The Miami Valley Gardening Conference at Sinclair Community College
Show-stopping gardens that grace the covers of magazines are within the grasp of the average gardener. The secret is not having green thumbs, but practicing smart gardening techniques. Soil composition, climate and altitude are all factors that determine what plants thrive and what plants struggle here in the Dayton area. Stop fighting the elements and discover how even novice gardeners can have cover-worthy landscapes at the Miami Valley Gardening Conference, March 2, at Sinclair Community College. The marathon growing seminar begins at 7:30 a.m. and wraps up around 5 p.m. The conference has a $60 registration fee, but participants can save $10 by registering online at metroparks.org/conference.
Headlining the event this year is Andrew Keys, writer, designer, lifelong gardener, Garden Confidential podcaster and author of the book “Why Grow That When You Can Grow This? 255 Extraordinary Alternatives to Everyday Problem Plants.” Keys’ advice will help gardeners get the look they want by making better plant choices. “Some ‘prima donna’ plants are very fussy and aren’t best suited for our Ohio climate,” said Five Rivers MetroParks Education Supervisor Betty Hoevel, coordinator of the annual MVGC. “But swapping in natives or other more ‘laid back’ plants will get you the look you want without the extra labor and maintenance.”
Apartment dwellers and other urban residents will learn ways to maximize small spaces, and those who have expansive lawns will find tricks to cut down on cost and maintenance for maximum curb appeal. The best part – all these techniques are aimed at reducing the environmental impact. “People spend so much time and money on expensive gardening products, and it hurts your wallet and the Earth,” Hoevel said. “Miami Valley Gardening Conference attendees will learn tricks of the trade that will give you great gardens and landscapes in half the time with half the expense and half the effort, all while being kind to nature. It truly is a greener way to garden.”
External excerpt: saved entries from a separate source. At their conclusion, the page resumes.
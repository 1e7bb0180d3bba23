//! # Transaction Set
//!
//! The fixed record of per-store transactions driven through one block
//! height. Two instances exist per process: `current`, mutated during block
//! execution, and `previous`, an overlay representing the last finalized
//! height for query code.

use super::composite::CompositeDocumentTransaction;
use super::transaction::StoreTransaction;
use super::value_objects::StoreName;
use crate::ports::outbound::{IndexTransaction, StoreBackend};
use std::sync::Arc;

/// Fixed, exhaustive record of the named store transactions.
///
/// Free-form string lookups are deliberately unrepresentable: every store is
/// a field, and lookups go through [`StoreName`].
pub struct TransactionSet {
    pub identity: StoreTransaction,
    pub document: CompositeDocumentTransaction,
    pub data_contract: StoreTransaction,
    pub public_key_to_identity_id: StoreTransaction,
}

impl TransactionSet {
    pub fn new(
        identity_backend: Arc<dyn StoreBackend>,
        document_backend: Arc<dyn StoreBackend>,
        index_transaction: Box<dyn IndexTransaction>,
        data_contract_backend: Arc<dyn StoreBackend>,
        public_key_backend: Arc<dyn StoreBackend>,
    ) -> Self {
        Self {
            identity: StoreTransaction::new(StoreName::Identity, identity_backend),
            document: CompositeDocumentTransaction::new(
                StoreTransaction::new(StoreName::Document, document_backend),
                index_transaction,
            ),
            data_contract: StoreTransaction::new(
                StoreName::DataContract,
                data_contract_backend,
            ),
            public_key_to_identity_id: StoreTransaction::new(
                StoreName::PublicKeyToIdentityId,
                public_key_backend,
            ),
        }
    }

    /// Named lookup into the set's store transactions.
    ///
    /// [`StoreName::Document`] resolves to the composite's primary (body)
    /// transaction; the index side is reached via `document.index_mut()`.
    pub fn store_transaction_mut(&mut self, name: StoreName) -> &mut StoreTransaction {
        match name {
            StoreName::Identity => &mut self.identity,
            StoreName::Document => self.document.store_mut(),
            StoreName::DataContract => &mut self.data_contract,
            StoreName::PublicKeyToIdentityId => &mut self.public_key_to_identity_id,
        }
    }

    /// Read-only named lookup.
    pub fn store_transaction(&self, name: StoreName) -> &StoreTransaction {
        match name {
            StoreName::Identity => &self.identity,
            StoreName::Document => self.document.store(),
            StoreName::DataContract => &self.data_contract,
            StoreName::PublicKeyToIdentityId => &self.public_key_to_identity_id,
        }
    }

    /// Drop every transaction's staged buffers without lifecycle checks.
    ///
    /// Used on the `previous` set before replaying a snapshot, so the
    /// overlay reflects exactly the last finalized height.
    pub fn reset_buffers(&mut self) {
        for name in StoreName::ALL {
            self.store_transaction_mut(name).reset();
        }
    }
}
pub mod leaf;
pub mod memory;

pub use leaf::*;
pub use memory::*;
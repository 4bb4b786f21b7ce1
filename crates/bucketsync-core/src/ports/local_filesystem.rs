//! Local filesystem port (driven/secondary port)
//!
//! ## Design Notes
//!
//! - Uses `anyhow::Result` because filesystem errors are adapter-specific;
//!   use cases wrap them in `SyncError::LocalIo` with the path involved.
//! - Fingerprinting belongs to this port so adapters can stream the file
//!   off the async runtime.

use std::path::Path;

use crate::domain::fingerprint::ContentDigest;
use crate::domain::object::LocalFile;

/// Port trait for local filesystem operations
#[async_trait::async_trait]
pub trait ILocalFileSystem: Send + Sync {
    /// Recursively lists every regular file below `root`
    ///
    /// Relative paths are `/`-separated. The order is deterministic
    /// (sorted by relative path).
    async fn walk_files(&self, root: &Path) -> anyhow::Result<Vec<LocalFile>>;

    /// Reads the entire contents of a file
    async fn read_file(&self, path: &Path) -> anyhow::Result<Vec<u8>>;

    /// Writes data to a file, replacing any previous contents
    ///
    /// Parent directories are NOT automatically created.
    async fn write_file(&self, path: &Path, data: &[u8]) -> anyhow::Result<()>;

    /// Creates a directory and its parents; succeeds if it already exists
    async fn create_dir_all(&self, path: &Path) -> anyhow::Result<()>;

    /// Computes the content digest of a file in fixed-size chunks
    async fn fingerprint(&self, path: &Path) -> anyhow::Result<ContentDigest>;

    /// Returns true if the path exists
    async fn exists(&self, path: &Path) -> anyhow::Result<bool>;
}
The event opens with Keys’ keynote address that will showcase smart plant swaps for great gardens. Conference attendees may choose from different break-out sessions throughout the day-long event:
Session One: Gardening Lessons from Nature
Soil and water management by Kristen Lauer, Montgomery Soil and Water Conservation District
Pollinators by Beth Burke, Five Rivers MetroParks
Plant selection by Don Geiger, Marianist Environmental Education Center
Session Two: Recovering from Drought
Trees and shrubs by Rich Pearson, Five Rivers MetroParks
Perennials and roses by John Scott, Knollwood Garden Center
Rejuvenating the soil by Wes Duren, Marvin’s Organic Gardens
Session Three: Power Flower Gardening
Power perennials by Megan Croswell, Five Rivers MetroParks
Power annuals – the best and easiest to grow, by Pam Bennett, Ohio State University
Planning and growing a three-season cutting garden, by Teresa Jones, MeadowView Growers
Dr. Lee Reich returns, thanks to popular demand, to give the afternoon address on “weedless gardening.” “This technique protects the soil, contributes to plant health, reduces water needs, cuts down on a gardener’s labor, encourages earthworms and, of course, mitigates weed problems by keeping the seeds dormant,” Hoevel said.
Skills learned at the Miami Valley Gardening Conference can be applied to vegetable gardening, as well as landscaping. “We have community gardening leaders attend and learn more about green gardening methods,” Hoevel said. “Vegetables and fruits are still plants and there are methods you can apply to ensure you have a fruitful garden all season long. Herbs also make for attractive – and edible – landscaping.”
Environmentally friendly gardening practices aren’t just time and money savers, it’s great for native wildlife. “Plants and animals live in a symbiotic relationship,” Hoevel explained. “Animals get food and shelter from the plants and, in return, plants get pollinated or their seeds are dispersed. Native animals have evolved to rely on native plants, so using natives in your gardens or landscape is beneficial to those creatures.”
The other threat to incorporating exotic plants is that they may be invasive. Invasive plants out-compete native species for resources, which can force out native plants and leave the wildlife that relies on those plants without food or homes. “Five Rivers MetroParks is aggressively removing invasive species from parks and conservation areas,” Hoevel said. “We have lots of volunteer opportunities here and ways to get involved.” For an overview of conservation practices, including invasive species control and upcoming volunteer opportunities, visit the Conservation Expo from 9 a.m. to noon on Saturday, Feb. 23, at Cox Arboretum MetroPark.